Jazz à Juan souffle ses 65 bougies sous les pins de la Pinède Gould
Du 9 au 19 juillet, le festival azuréen conjugue mémoire du jazz et ouverture aux musiques contemporaines.
La 65e édition de Jazz à Juan se tiendra du 9 au 19 juillet dans le cadre mythique de la Pinède Gould, à Juan-les-Pins. Pour cette édition anniversaire, le festival confirme une ligne assumée depuis plusieurs années : celle d'un jazz largement ouvert aux musiques contemporaines, aux grandes voix populaires et aux passerelles avec la soul, le groove, la world music et la pop sophistiquée. Loin d'une rupture, cette orientation prolonge un mouvement ancien à Juan, qui cherche depuis longtemps à préserver l'aura du jazz tout en élargissant son public, faisant de cette édition un kaléidoscope musical autant qu'un rendez-vous patrimonial. (Photo DR).
La programmation s'annonce particulièrement dense. La soirée d'ouverture du 9 juillet réunira José James et China Moses pour un hommage aux 50 ans de l'album I Want You de Marvin Gaye, avant l'entrée en scène de Tom Jones. Le 13 juillet, Seal se produira pour la première fois à Juan, précédé par la soul de Mica Millar.
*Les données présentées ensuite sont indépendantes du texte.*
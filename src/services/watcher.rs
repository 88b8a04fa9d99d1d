//! File watching for `CMakeCache.txt` and the settings file.
//!
//! A [`FileWatcher`] watches one directory (non-recursive) and sends a
//! [`Trigger`] on the resolve queue whenever a specific file in it changes.
//! Dropping the watcher stops it, so replacing a handle closes the old watch.

use anyhow::{Context, Result};
use camino::{Utf8Path, Utf8PathBuf};
use notify::{RecommendedWatcher, RecursiveMode};
use notify_debouncer_mini::{DebouncedEvent, Debouncer, new_debouncer};
use std::time::Duration;
use tokio::sync::mpsc;

/// Debounce window for bursts of writes (CMake rewrites the cache several times).
const WATCH_DEBOUNCE_MS: u64 = 200;

/// Reason a re-resolution was requested.
#[derive(Debug, Clone, Copy, PartialEq, Eq)]
pub enum Trigger {
    ConfigChanged,
    CacheChanged,
    Command,
}

pub struct FileWatcher {
    _debouncer: Debouncer<RecommendedWatcher>,
    dir: Utf8PathBuf,
    file_name: String,
}

impl FileWatcher {
    /// Watch `dir` and send `trigger` on `tx` whenever `file_name` changes.
    ///
    /// # Errors
    ///
    /// Fails if the watcher cannot be created or `dir` cannot be watched
    /// (e.g. it does not exist yet).
    pub fn watch(
        dir: &Utf8Path,
        file_name: &str,
        trigger: Trigger,
        tx: mpsc::UnboundedSender<Trigger>,
    ) -> Result<Self> {
        let target = file_name.to_string();

        let mut debouncer = new_debouncer(
            Duration::from_millis(WATCH_DEBOUNCE_MS),
            move |events: Result<Vec<DebouncedEvent>, notify::Error>| {
                let events = match events {
                    Ok(events) => events,
                    Err(e) => {
                        tracing::warn!("File watch error: {}", e);
                        return;
                    }
                };

                let touched = events.iter().any(|event| {
                    event.path.file_name().and_then(|n| n.to_str()) == Some(target.as_str())
                });
                if touched {
                    tracing::info!("{} changed", target);
                    // Receiver gone means the queue was shut down.
                    let _ = tx.send(trigger);
                }
            },
        )
        .context("Failed to create file watcher")?;

        debouncer
            .watcher()
            .watch(dir.as_std_path(), RecursiveMode::NonRecursive)
            .with_context(|| format!("Failed to watch directory: {}", dir))?;

        tracing::debug!("Watching {} in {}", file_name, dir);
        Ok(Self {
            _debouncer: debouncer,
            dir: dir.to_path_buf(),
            file_name: file_name.to_string(),
        })
    }

    pub fn dir(&self) -> &Utf8Path {
        &self.dir
    }

    pub fn file_name(&self) -> &str {
        &self.file_name
    }
}

impl std::fmt::Debug for FileWatcher {
    fn fmt(&self, f: &mut std::fmt::Formatter<'_>) -> std::fmt::Result {
        f.debug_struct("FileWatcher")
            .field("dir", &self.dir)
            .field("file_name", &self.file_name)
            .finish()
    }
}

#[cfg(test)]
mod tests {
    use super::*;
    use tempfile::TempDir;
    use tokio::time::timeout;

    #[test]
    fn test_watch_missing_directory_fails() {
        let (tx, _rx) = mpsc::unbounded_channel();
        let result = FileWatcher::watch(
            Utf8Path::new("/definitely/not/a/build/dir"),
            "CMakeCache.txt",
            Trigger::CacheChanged,
            tx,
        );
        assert!(result.is_err());
    }

    #[tokio::test]
    async fn test_watch_sends_trigger_for_named_file() {
        let temp_dir = TempDir::new().unwrap();
        let dir = Utf8PathBuf::try_from(temp_dir.path().to_path_buf()).unwrap();
        let (tx, mut rx) = mpsc::unbounded_channel();

        let watcher =
            FileWatcher::watch(&dir, "CMakeCache.txt", Trigger::CacheChanged, tx).unwrap();
        assert_eq!(watcher.file_name(), "CMakeCache.txt");

        std::fs::write(dir.join("CMakeCache.txt"), "Qt5_DIR:PATH=/opt/Qt\n").unwrap();

        let trigger = timeout(Duration::from_secs(10), rx.recv())
            .await
            .expect("Timeout waiting for trigger")
            .expect("Channel closed");
        assert_eq!(trigger, Trigger::CacheChanged);
    }
}
use camino::{Utf8Path, Utf8PathBuf};
use serde::{Deserialize, Serialize};

/// Placeholder substituted with the active workspace directory.
pub const WORKSPACE_PLACEHOLDER: &str = "${workspaceFolder}";

/// User settings from `qttools.yaml`.
///
/// Every field has a default so partial files (and `QTTOOLS_*` environment
/// overrides) deserialize cleanly.
#[derive(Debug, Clone, PartialEq, Serialize, Deserialize)]
#[serde(default)]
pub struct ToolsConfig {
    /// CMake build directory holding `CMakeCache.txt`.
    pub cmake_build_directory: String,

    /// Directories searched for tools after `<qt root>/bin`, in order.
    pub extra_search_directories: Vec<String>,

    /// Qt root used instead of auto-detection when it contains `bin/qmake`.
    pub qt_dir: String,

    /// Qt Creator executable (or `.app` bundle on macOS); wins over detection.
    pub creator_path: String,

    /// Fall back to scanning `PATH` for qmake.
    pub scan_path: bool,

    /// Where to write the generated natvis file; empty means the config directory.
    pub natvis_output: String,

    /// Namespace prefix for natvis types; unset means the OS default.
    pub qt_namespace: Option<String>,

    pub debug_mode: bool,

    pub log_directory: String,

    /// Write the log file as JSON lines.
    pub log_json: bool,
}

impl Default for ToolsConfig {
    fn default() -> Self {
        Self {
            cmake_build_directory: format!("{WORKSPACE_PLACEHOLDER}/build"),
            extra_search_directories: Vec::new(),
            qt_dir: String::new(),
            creator_path: String::new(),
            scan_path: true,
            natvis_output: String::new(),
            qt_namespace: None,
            debug_mode: false,
            log_directory: default_log_directory(),
            log_json: false,
        }
    }
}

fn default_log_directory() -> String {
    "logs".to_string()
}

/// Replace every `${workspaceFolder}` in `value`.
///
/// Without a workspace the value is returned unchanged.
pub fn substitute_workspace(value: &str, workspace: Option<&Utf8Path>) -> String {
    match workspace {
        Some(ws) => value.replace(WORKSPACE_PLACEHOLDER, ws.as_str()),
        None => value.to_string(),
    }
}

fn non_empty_path(value: &str, workspace: Option<&Utf8Path>) -> Option<Utf8PathBuf> {
    let value = substitute_workspace(value, workspace);
    if value.is_empty() {
        None
    } else {
        Some(Utf8PathBuf::from(value))
    }
}

impl ToolsConfig {
    pub fn build_directory(&self, workspace: Option<&Utf8Path>) -> Option<Utf8PathBuf> {
        non_empty_path(&self.cmake_build_directory, workspace)
    }

    /// `<build dir>/CMakeCache.txt`, if a build directory is configured.
    pub fn cache_file(&self, workspace: Option<&Utf8Path>) -> Option<Utf8PathBuf> {
        self.build_directory(workspace)
            .map(|dir| dir.join(crate::services::CMAKE_CACHE_FILENAME))
    }

    /// Extra search directories with the workspace substituted, order kept.
    pub fn extra_search_dirs(&self, workspace: Option<&Utf8Path>) -> Vec<Utf8PathBuf> {
        self.extra_search_directories
            .iter()
            .map(|dir| Utf8PathBuf::from(substitute_workspace(dir, workspace)))
            .collect()
    }

    pub fn configured_qt_dir(&self, workspace: Option<&Utf8Path>) -> Option<Utf8PathBuf> {
        non_empty_path(&self.qt_dir, workspace)
    }

    pub fn configured_creator(&self, workspace: Option<&Utf8Path>) -> Option<Utf8PathBuf> {
        non_empty_path(&self.creator_path, workspace)
    }
}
Le 17 juillet marquera un autre sommet avec Samara Joy, l'une des voix montantes du jazz actuel, suivie de Marcus Miller et de son hommage à Miles Davis, We Want Miles!. Le 18 juillet verra Erik Truffaz et Antonio Lizana présenter New Sketches of Spain, avant une soirée plus populaire avec Thomas Dutronc – Jazz & Friends.
Au-delà de ces têtes d'affiche, l'édition 2026 met en avant les circulations entre genres, avec Dhafer Youssef et Morcheeba le 11 juillet, Fatoumata Diawara et Goran Bregović le 15, ou encore Fearless Flyers et Keziah Jones le 16. Cette tendance dessine un jazz décloisonné, nourri de soul, de musiques du monde, de groove et d'électro organique, où les voix occupent une place centrale — qu'elles soient patrimoniales, comme celles de Tom Jones ou Seal, ou porteuses du renouveau, comme Samara Joy.
Ce qui devrait marquer cette 65e édition, c'est précisément la capacité du festival à rester fidèle à son histoire sans jamais se figer. L'hommage à Marvin Gaye, la présence de Marcus Miller autour de Miles Davis ou le projet New Sketches of Spain témoignent d'une mémoire du jazz qui passe moins par la reconstitution que par la réinvention. La clôture, confiée selon la tradition à une soirée gospel avec Linda Lee Hopkins, perpétue elle aussi certains marqueurs historiques chers au festival.
Car la Pinède Gould reste l'un des sanctuaires du jazz en Europe. Charles Mingus, Ray Charles, Count Basie, Ella Fitzgerald, Nina Simone, Oscar Peterson, B.B. King, Herbie Hancock ou Chick Corea y ont tous joué au fil des décennies. C'est cette mémoire qui donne, chaque été, un relief particulier aux nouvelles éditions : à Juan, les artistes ne se contentent pas d'un beau décor, ils s'inscrivent dans une histoire musicale mondiale qui continue de s'écrire sous les pins.